PDFly Variant Uses Custom PyInstaller Tweaks to Obfuscate Payload, Thwarting Analysis


A new malware variant dubbed “PDFly” is abusing a heavily modified PyInstaller stub to hide its Python bytecode, forcing analysts to reverse-engineer a custom decryption routine before any meaningful analysis can begin.

A closely related sample, “PDFClick,” shows almost identical behavior, suggesting a small family of PyInstaller-based droppers that deliberately break standard tooling.

Both samples are delivered as PyInstaller-packaged executables.
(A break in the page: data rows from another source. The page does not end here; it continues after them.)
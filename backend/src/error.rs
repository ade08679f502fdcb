//! Error types for the Catalog Buddy transformation pipeline.
//!
//! - [`CsvError`] - CSV decoding, parsing and encoding errors
//! - [`RegistryError`] - Template registry errors
//! - [`PipelineError`] - Request-level orchestration errors
//! - [`ServerError`] - HTTP layer errors
//!
//! Per-cell anomalies (missing columns, bad image positions, malformed
//! `autoMap` values, blank required fields) are not errors: the engine
//! resolves them to empty values or skipped rows.

use thiserror::Error;

// =============================================================================
// CSV Errors
// =============================================================================

/// Errors while decoding, parsing or writing delimited text.
#[derive(Debug, Error)]
pub enum CsvError {
    /// Failed to read input.
    #[error("Failed to read file: {0}")]
    Io(#[from] std::io::Error),

    /// Neither the primary nor the fallback encoding could decode the input.
    #[error("Failed to decode input: {0}")]
    Encoding(String),

    /// Invalid CSV structure.
    #[error("Line {line}: {message}")]
    Parse { line: u64, message: String },

    /// Failed to serialize output rows.
    #[error("Failed to write CSV: {0}")]
    Write(String),

    /// Empty input.
    #[error("CSV file is empty")]
    EmptyFile,

    /// No headers found.
    #[error("No headers found in CSV")]
    NoHeaders,
}

impl CsvError {
    pub fn parse(line: u64, message: impl Into<String>) -> Self {
        CsvError::Parse {
            line,
            message: message.into(),
        }
    }
}

// =============================================================================
// Registry Errors
// =============================================================================

/// Errors from the template registry.
#[derive(Debug, Error)]
pub enum RegistryError {
    /// IO error.
    #[error("Registry IO error: {0}")]
    Io(#[from] std::io::Error),

    /// JSON error.
    #[error("Registry JSON error: {0}")]
    Json(#[from] serde_json::Error),
}

// =============================================================================
// Pipeline Errors
// =============================================================================

/// Errors that reject a whole transformation request.
///
/// Every variant is a client input error: nothing is partially processed.
#[derive(Debug, Error)]
pub enum PipelineError {
    /// The requested template key is not in the store.
    #[error("Unknown templateKey: {0}")]
    UnknownTemplate(String),

    /// The mapping payload is not a JSON object of strings.
    #[error("Invalid mapping JSON: {0}")]
    InvalidMapping(String),

    /// The uploaded table could not be decoded or parsed.
    #[error("CSV error: {0}")]
    Csv(#[from] CsvError),
}

// =============================================================================
// Server Errors
// =============================================================================

/// HTTP server errors.
#[derive(Debug, Error)]
pub enum ServerError {
    /// Pipeline error.
    #[error("{0}")]
    Pipeline(#[from] PipelineError),

    /// Invalid request.
    #[error("Invalid request: {0}")]
    BadRequest(String),

    /// Server internal error.
    #[error("Internal server error: {0}")]
    Internal(String),
}

// =============================================================================
// Result Type Aliases
// =============================================================================

/// Result type for CSV operations.
pub type CsvResult<T> = Result<T, CsvError>;

/// Result type for registry operations.
pub type RegistryResult<T> = Result<T, RegistryError>;

/// Result type for pipeline operations.
pub type PipelineResult<T> = Result<T, PipelineError>;

/// Result type for server operations.
pub type ServerResult<T> = Result<T, ServerError>;

#[cfg(test)]
mod tests {
    use super::*;

    #[test]
    fn test_error_conversion_chain() {
        let csv_err = CsvError::EmptyFile;
        let pipeline_err: PipelineError = csv_err.into();
        assert!(pipeline_err.to_string().contains("empty"));

        let server_err: ServerError = PipelineError::UnknownTemplate("shopify_x".into()).into();
        assert!(server_err.to_string().contains("shopify_x"));
    }

    #[test]
    fn test_parse_error_format() {
        let err = CsvError::parse(5, "unterminated quote");
        let msg = err.to_string();
        assert!(msg.contains("Line 5"));
        assert!(msg.contains("unterminated quote"));
    }
}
Normally, analysts rely on utilities such as pyinstxtractor-ng to unpack the embedded Python modules from these binaries.

In the case of PDFly and PDFClick, this standard approach fails immediately: the extractor does not even recognize the files as PyInstaller executables because the usual “magic” cookie in the overlay has been altered.

IDA Pro inspection further reveals that the stub has been tampered with, with strings partially corrupted and the cookie value changed in memory (for example, in the local_80 variable).

To work around this, the researcher manually patched pyinstxtractor-ng. First, the script’s expected magic value was replaced with the custom cookie observed in the modified stub.

After that, an assertion that checks for the “PYZ” marker inside the package failed; this assertion turned out to be non-essential for extraction, so it was simply removed.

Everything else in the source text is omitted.